*** Opening of RECORD EXTRACTS ***

//! Save, load, list, and delete operations over the on-disk workflow tree.

use std::fs;
use std::path::{Path, PathBuf};

use chrono::{DateTime, Utc};
use tracing::warn;

use gitsavvy_types::{Config, Workflow, WorkflowError, WorkflowRef};

use crate::git::GitFacade;
use crate::index;
use crate::readme::render_readme;
use crate::slug::slugify;
use crate::StoreError;

/// Placement of a workflow inside the repository.
#[derive(Debug, Clone, Copy, PartialEq, Eq)]
pub enum Scope {
    /// Under `<workflows_root>/<identity_path>/`.
    Mine,
    /// Under `<shared_root>/`, visible to every identity.
    Shared,
    /// Under `<draft_root>/`, for LM-drafted workflows awaiting review.
    Draft,
}

/// Options controlling [`WorkflowStore::save`].
#[derive(Debug, Clone, Default)]
pub struct SaveOptions {
    /// Overwrite an existing workflow in the target directory.
    pub force: bool,
    /// Stage and commit the repository after writing.
    pub commit: bool,
    /// Commit message; defaults to `Save workflow: <title>`.
    pub message: Option<String>,
}

/// Filter applied by [`WorkflowStore::list`].
#[derive(Debug, Clone, Default)]
pub struct ListFilter {
    /// Restrict to refs whose identity path matches these segments.
    pub identity_path: Option<String>,
    /// Restrict to a single scope; `None` walks identity and shared roots.
    pub scope: Option<Scope>,
    /// Require every tag (delegated to the index; no-op when unavailable).
    pub tags: Vec<String>,
    /// Full-text substring filter (delegated to the index; no-op when
    /// unavailable).
    pub query: Option<String>,
}

/// Filesystem-backed workflow store rooted at a git repository.
pub struct WorkflowStore {
    repo_root: PathBuf,
    config: Config,
    git: Box<dyn GitFacade>,
}

impl WorkflowStore {
    /// Create a store over `repo_root` using the provided git facade.
    pub fn new(repo_root: impl Into<PathBuf>, config: Config, git: Box<dyn GitFacade>) -> Self {
        Self {
            repo_root: repo_root.into(),
            config,
            git,
        }
    }

    /// Repository root this store operates on.
    pub fn repo_root(&self) -> &Path {
        &self.repo_root
    }

    /// Configuration the store was built with.
    pub fn config(&self) -> &Config {
        &self.config
    }

    /// Git facade used for auto-commit and sync.
    pub fn git(&self) -> &dyn GitFacade {
        self.git.as_ref()
    }

    /// Directory holding this identity's workflows.
    pub fn identity_dir(&self) -> PathBuf {
        let mut directory = self.repo_root.join(&self.config.workflows.root);
        if !self.config.identity.path.is_empty() {
            directory = directory.join(&self.config.identity.path);
        }
        directory
    }

    /// Directory holding shared workflows.
    pub fn shared_dir(&self) -> PathBuf {
        self.repo_root.join(&self.config.workflows.shared_root)
    }

    /// Directory holding drafted workflows.
    pub fn draft_dir(&self) -> PathBuf {
        self.repo_root.join(&self.config.workflows.draft_root)
    }

    fn scope_dir(&self, scope: Scope) -> PathBuf {
        match scope {
            Scope::Mine => self.identity_dir(),
            Scope::Shared => self.shared_dir(),
            Scope::Draft => self.draft_dir(),
        }
    }

    fn scope_prefix(&self, scope: Scope) -> String {
        match scope {
            Scope::Mine => self.config.identity.path.clone(),
            Scope::Shared => self.config.workflows.shared_root.clone(),
            Scope::Draft => self.config.workflows.draft_root.clone(),
        }
    }

    /// Validate and persist a workflow, returning its ref.
    ///
    /// The slug prefers `workflow.id` when set, else derives from the title.
    /// Saving onto an occupied slug fails unless `options.force`. The README
    /// regenerates on every save; a README write failure logs a warning and
    /// never fails the save.
    pub fn save(&self, workflow: &Workflow, scope: Scope, options: &SaveOptions) -> Result<WorkflowRef, StoreError> {
        workflow.validate()?;

        let slug = match &workflow.id {
            Some(id) => slugify(id),
            None => slugify(&workflow.title),
        };
        if slug.is_empty() {
            return Err(StoreError::Workflow(WorkflowError::Validation {
                field: "title".into(),
                message: "title yields an empty slug".into(),
            }));
        }

        let directory = self.scope_dir(scope).join(&slug);
        if existing_workflow_file(&directory).is_some() && !options.force {
            return Err(StoreError::AlreadyExists { path: directory });
        }

        fs::create_dir_all(&directory).map_err(|source| StoreError::Io {
            path: directory.clone(),
            source,
        })?;

        let workflow_path = directory.join("workflow.yaml");
        let yaml = workflow.to_yaml()?;
        write_atomic(&workflow_path, &yaml)?;

        if let Err(error) = write_atomic(&directory.join("README.md"), &render_readme(workflow)) {
            warn!(slug = %slug, "failed to write README: {error}");
        }

        if options.commit {
            self.git.add_all()?;
            let message = options
                .message
                .clone()
                .unwrap_or_else(|| format!("Save workflow: {}", workflow.title));
            self.git.commit_all(&message)?;
        }

        let updated_at = file_mtime(&workflow_path)?;
        let prefix = self.scope_prefix(scope);
        let id = workflow.id.clone().unwrap_or_else(|| {
            if prefix.is_empty() {
                slug.clone()
            } else {
                format!("{prefix}/{slug}")
            }
        });

        Ok(WorkflowRef {
            id,
            slug,
            path: workflow_path,
            updated_at,
        })
    }

    /// Read and parse the workflow a ref points at.
    pub fn load(&self, reference: &WorkflowRef) -> Result<Workflow, StoreError> {
        self.load_path(&reference.path)
    }

    /// Read and parse a workflow file directly.
    pub fn load_path(&self, path: &Path) -> Result<Workflow, StoreError> {
        if !path.exists() {
            return Err(StoreError::NotFound { path: path.to_path_buf() });
        }
        let content = fs::read_to_string(path).map_err(|source| StoreError::Io {
            path: path.to_path_buf(),
            source,
        })?;
        Ok(Workflow::from_yaml(&content)?)
    }

    /// Walk the workflow roots and emit a ref for every workflow document
    /// whose enclosing path satisfies the filter.
    ///
    /// Tag and full-text filters delegate to the index; when the index is
    /// unavailable they degrade to no-ops with a logged warning.
    pub fn list(&self, filter: &ListFilter) -> Result<Vec<WorkflowRef>, StoreError> {
        let roots: Vec<(Scope, PathBuf)> = match filter.scope {
            Some(scope) => vec![(scope, self.scope_dir(scope))],
            None => vec![
                (Scope::Mine, self.repo_root.join(&self.config.workflows.root)),
                (Scope::Shared, self.shared_dir()),
            ],
        };

        let mut files = Vec::new();
        for (_, root) in &roots {
            if root.exists() {
                collect_workflow_files(root, &mut files)?;
            }
        }
        files.sort();

        let workflows_root = self.repo_root.join(&self.config.workflows.root);
        let mut refs = Vec::new();
        for path in files {
            let Some(reference) = self.ref_for_path(&path)? else {
                continue;
            };
            if let Some(wanted) = &filter.identity_path {
                let identity = identity_segments(&workflows_root, &path);
                if !segments_match(&identity, wanted) {
                    continue;
                }
            }
            refs.push(reference);
        }

        if !filter.tags.is_empty() || filter.query.is_some() {
            refs = self.apply_index_filters(refs, filter);
        }

        Ok(refs)
    }

    /// Remove the entire directory enclosing the referenced workflow:
    /// `workflow.yaml` and `README.md` go together.
    pub fn delete(&self, reference: &WorkflowRef) -> Result<(), StoreError> {
        let Some(directory) = reference.path.parent() else {
            return Err(StoreError::NotFound {
                path: reference.path.clone(),
            });
        };
        if !directory.exists() {
            return Err(StoreError::NotFound {
                path: directory.to_path_buf(),
            });
        }
        fs::remove_dir_all(directory).map_err(|source| StoreError::Io {
            path: directory.to_path_buf(),
            source,
        })
    }

    /// Find a ref by slug, searching identity workflows first, then shared,
    /// then drafts.
    pub fn find_by_slug(&self, slug: &str) -> Result<Option<WorkflowRef>, StoreError> {
        for scope in [Scope::Mine, Scope::Shared, Scope::Draft] {
            let refs = self.list(&ListFilter {
                scope: Some(scope),
                ..ListFilter::default()
            })?;
            if let Some(reference) = refs.into_iter().find(|reference| reference.slug == slug) {
                return Ok(Some(reference));
            }
        }
        Ok(None)
    }

    /// Slugs currently occupied in a scope, for unique-slug generation.
    pub fn existing_slugs(&self, scope: Scope) -> Result<Vec<String>, StoreError> {
        let refs = self.list(&ListFilter {
            scope: Some(scope),
            ..ListFilter::default()
        })?;
        Ok(refs.into_iter().map(|reference| reference.slug).collect())
    }

    fn ref_for_path(&self, path: &Path) -> Result<Option<WorkflowRef>, StoreError> {
        let Some(directory) = path.parent() else {
            return Ok(None);
        };
        let Some(slug) = directory.file_name().map(|name| name.to_string_lossy().into_owned()) else {
            return Ok(None);
        };

        let updated_at = file_mtime(path)?;
        let relative = path.strip_prefix(&self.repo_root).unwrap_or(path);
        let id = relative
            .parent()
            .map(|parent| {
                let text = parent.to_string_lossy().replace('\\', "/");
                // Drop the workflows-root prefix so identity ids read
                // `<identity>/<slug>`; shared ids keep the shared root.
                match text.strip_prefix(&format!("{}/", self.config.workflows.root)) {
                    Some(stripped) => stripped.to_string(),
                    None => text,
                }
            })
            .unwrap_or_else(|| slug.clone());

        Ok(Some(WorkflowRef {
            id,
            slug,
            path: path.to_path_buf(),
            updated_at,
        }))
    }

    fn apply_index_filters(&self, refs: Vec<WorkflowRef>, filter: &ListFilter) -> Vec<WorkflowRef> {
        let index_path = index::index_file_path(&self.repo_root, &self.config);
        let snapshot = match index::load(&index_path) {
            Ok(snapshot) => snapshot,
            Err(error) => {
                warn!("index unavailable, tag/text filters skipped: {error}");
                return refs;
            }
        };

        let query = filter.query.as_deref().map(str::to_lowercase);
        let wanted_tags: Vec<String> = filter.tags.iter().map(|tag| tag.trim().to_lowercase()).collect();

        let passing: Vec<&str> = snapshot
            .workflows
            .iter()
            .filter(|entry| {
                let entry_tags: Vec<String> = entry.tags.iter().map(|tag| tag.trim().to_lowercase()).collect();
                let tags_pass = wanted_tags.iter().all(|wanted| entry_tags.iter().any(|tag| tag == wanted));
                let query_pass = query
                    .as_deref()
                    .map(|needle| entry.search_text.contains(needle))
                    .unwrap_or(true);
                tags_pass && query_pass
            })
            .map(|entry| entry.path.as_str())
            .collect();

        refs.into_iter()
            .filter(|reference| {
                let relative = reference
                    .path
                    .strip_prefix(&self.repo_root)
                    .unwrap_or(&reference.path)
                    .to_string_lossy()
                    .replace('\\', "/");
                passing.iter().any(|path| *path == relative)
            })
            .collect()
    }
}

/// Return the workflow document inside `directory`, accepting both the
/// `.yaml` and `.yml` spellings.
pub(crate) fn existing_workflow_file(directory: &Path) -> Option<PathBuf> {
    for file_name in ["workflow.yaml", "workflow.yml"] {
        let candidate = directory.join(file_name);
        if candidate.exists() {
            return Some(candidate);
        }
    }
    None
}

pub(crate) fn is_workflow_file(path: &Path) -> bool {
    matches!(
        path.file_name().and_then(|name| name.to_str()),
        Some("workflow.yaml") | Some("workflow.yml")
    )
}

pub(crate) fn collect_workflow_files(root: &Path, files: &mut Vec<PathBuf>) -> Result<(), StoreError> {
    let entries = fs::read_dir(root).map_err(|source| StoreError::Io {
        path: root.to_path_buf(),
        source,
    })?;
    for entry in entries {
        let entry = entry.map_err(|source| StoreError::Io {
            path: root.to_path_buf(),
            source,
        })?;
        let path = entry.path();
        if path.is_dir() {
            collect_workflow_files(&path, files)?;
        } else if is_workflow_file(&path) {
            files.push(path);
        }
    }
    Ok(())
}

pub(crate) fn write_atomic(path: &Path, content: &str) -> Result<(), StoreError> {
    let temporary_path = path.with_extension(format!(
        "{}.tmp",
        path.extension().and_then(|extension| extension.to_str()).unwrap_or("tmp")
    ));
    fs::write(&temporary_path, content).map_err(|source| StoreError::Io {
        path: temporary_path.clone(),
        source,
    })?;
    fs::rename(&temporary_path, path).map_err(|source| StoreError::Io {
        path: path.to_path_buf(),
        source,
    })
}

pub(crate) fn file_mtime(path: &Path) -> Result<DateTime<Utc>, StoreError> {
    let metadata = fs::metadata(path).map_err(|source| StoreError::Io {
        path: path.to_path_buf(),
        source,
    })?;
    let modified = metadata.modified().map_err(|source| StoreError::Io {
        path: path.to_path_buf(),
        source,
    })?;
    Ok(DateTime::<Utc>::from(modified))
}

/// Identity segments of a workflow path: everything between the workflows
/// root and the `<slug>/workflow.yaml` tail.
fn identity_segments(workflows_root: &Path, path: &Path) -> Vec<String> {
    let Ok(relative) = path.strip_prefix(workflows_root) else {
        return Vec::new();
    };
    let components: Vec<String> = relative
        .components()
        .map(|component| component.as_os_str().to_string_lossy().into_owned())
        .collect();
    if components.len() < 2 {
        return Vec::new();
    }
    components[..components.len() - 2].to_vec()
}

/// Path-segment match: `wanted` (itself `/`-separated) must appear as a
/// consecutive run inside the identity segments.
fn segments_match(identity: &[String], wanted: &str) -> bool {
    let wanted_segments: Vec<&str> = wanted.split('/').filter(|segment| !segment.is_empty()).collect();
    if wanted_segments.is_empty() {
        return true;
    }
    if wanted_segments.len() > identity.len() {
        return false;
    }
    identity
        .windows(wanted_segments.len())
        .any(|window| window.iter().map(String::as_str).eq(wanted_segments.iter().copied()))
}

*** Close of RECORD EXTRACTS ***

YOUR GOAL: All lines from the one holding "if wanted_segments.len() >" through the end of the entries need to be given again exactly. Leave out the others.

REPLY TO THE EXERCISE:
    if wanted_segments.len() > identity.len() {
        return false;
    }
    identity
        .windows(wanted_segments.len())
        .any(|window| window.iter().map(String::as_str).eq(wanted_segments.iter().copied()))
}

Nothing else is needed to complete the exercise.